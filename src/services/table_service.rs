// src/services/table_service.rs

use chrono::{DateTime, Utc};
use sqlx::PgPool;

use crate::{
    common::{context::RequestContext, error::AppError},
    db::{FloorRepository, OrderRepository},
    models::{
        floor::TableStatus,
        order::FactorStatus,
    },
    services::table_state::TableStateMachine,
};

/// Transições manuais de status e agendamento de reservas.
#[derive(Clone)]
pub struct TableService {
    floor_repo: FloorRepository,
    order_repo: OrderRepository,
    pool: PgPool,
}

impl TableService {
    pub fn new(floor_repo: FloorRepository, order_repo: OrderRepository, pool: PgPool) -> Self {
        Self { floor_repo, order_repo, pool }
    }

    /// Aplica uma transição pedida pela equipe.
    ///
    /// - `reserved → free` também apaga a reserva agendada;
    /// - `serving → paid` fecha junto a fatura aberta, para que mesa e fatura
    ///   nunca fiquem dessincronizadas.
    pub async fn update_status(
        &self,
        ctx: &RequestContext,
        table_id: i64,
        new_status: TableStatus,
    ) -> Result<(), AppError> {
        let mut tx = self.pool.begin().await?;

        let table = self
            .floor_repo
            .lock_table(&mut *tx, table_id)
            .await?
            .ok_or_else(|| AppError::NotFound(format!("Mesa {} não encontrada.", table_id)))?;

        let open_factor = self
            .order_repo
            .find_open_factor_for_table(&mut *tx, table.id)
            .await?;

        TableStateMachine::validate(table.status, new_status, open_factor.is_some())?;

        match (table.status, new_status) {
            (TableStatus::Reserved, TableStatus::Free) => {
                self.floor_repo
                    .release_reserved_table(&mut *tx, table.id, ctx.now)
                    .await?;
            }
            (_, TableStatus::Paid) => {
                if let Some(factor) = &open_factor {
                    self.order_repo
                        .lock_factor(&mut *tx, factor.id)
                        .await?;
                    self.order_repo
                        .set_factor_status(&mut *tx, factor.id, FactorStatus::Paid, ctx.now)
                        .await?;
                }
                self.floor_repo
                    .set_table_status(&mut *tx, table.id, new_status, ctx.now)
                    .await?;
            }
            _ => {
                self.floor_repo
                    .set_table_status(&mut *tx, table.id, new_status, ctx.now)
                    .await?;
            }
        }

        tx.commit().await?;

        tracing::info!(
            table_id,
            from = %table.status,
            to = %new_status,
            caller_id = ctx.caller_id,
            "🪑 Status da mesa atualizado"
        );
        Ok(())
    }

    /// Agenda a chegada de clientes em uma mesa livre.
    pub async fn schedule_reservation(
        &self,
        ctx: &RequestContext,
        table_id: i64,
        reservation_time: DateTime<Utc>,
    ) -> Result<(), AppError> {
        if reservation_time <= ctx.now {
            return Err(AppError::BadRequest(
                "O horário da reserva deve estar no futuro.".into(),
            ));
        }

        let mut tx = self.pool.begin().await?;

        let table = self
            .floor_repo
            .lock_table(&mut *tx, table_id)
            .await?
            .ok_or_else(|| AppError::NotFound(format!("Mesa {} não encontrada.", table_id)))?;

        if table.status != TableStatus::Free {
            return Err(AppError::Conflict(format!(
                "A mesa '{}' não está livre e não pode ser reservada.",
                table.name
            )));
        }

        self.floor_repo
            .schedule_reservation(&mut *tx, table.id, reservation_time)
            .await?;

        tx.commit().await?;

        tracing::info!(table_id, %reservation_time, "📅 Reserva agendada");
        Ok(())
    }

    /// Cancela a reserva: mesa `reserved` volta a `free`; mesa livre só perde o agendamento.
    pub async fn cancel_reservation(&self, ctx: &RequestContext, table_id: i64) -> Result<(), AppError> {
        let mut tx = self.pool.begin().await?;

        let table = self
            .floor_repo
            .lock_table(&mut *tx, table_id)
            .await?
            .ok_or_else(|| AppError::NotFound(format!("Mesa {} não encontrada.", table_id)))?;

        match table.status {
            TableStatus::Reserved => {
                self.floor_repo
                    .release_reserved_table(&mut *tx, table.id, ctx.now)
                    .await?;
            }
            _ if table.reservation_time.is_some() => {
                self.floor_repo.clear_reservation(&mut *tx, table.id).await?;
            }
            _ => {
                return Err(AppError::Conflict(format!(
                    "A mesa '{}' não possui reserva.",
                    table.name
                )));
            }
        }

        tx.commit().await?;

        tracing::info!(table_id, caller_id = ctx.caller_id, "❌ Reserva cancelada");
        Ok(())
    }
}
________________________
REQUIRED WORK: Lines that contain the string "agendada" should be copied from the material above.

RESULT OF THIS TASK:
    /// - `reserved → free` também apaga a reserva agendada;
        tracing::info!(table_id, %reservation_time, "📅 Reserva agendada");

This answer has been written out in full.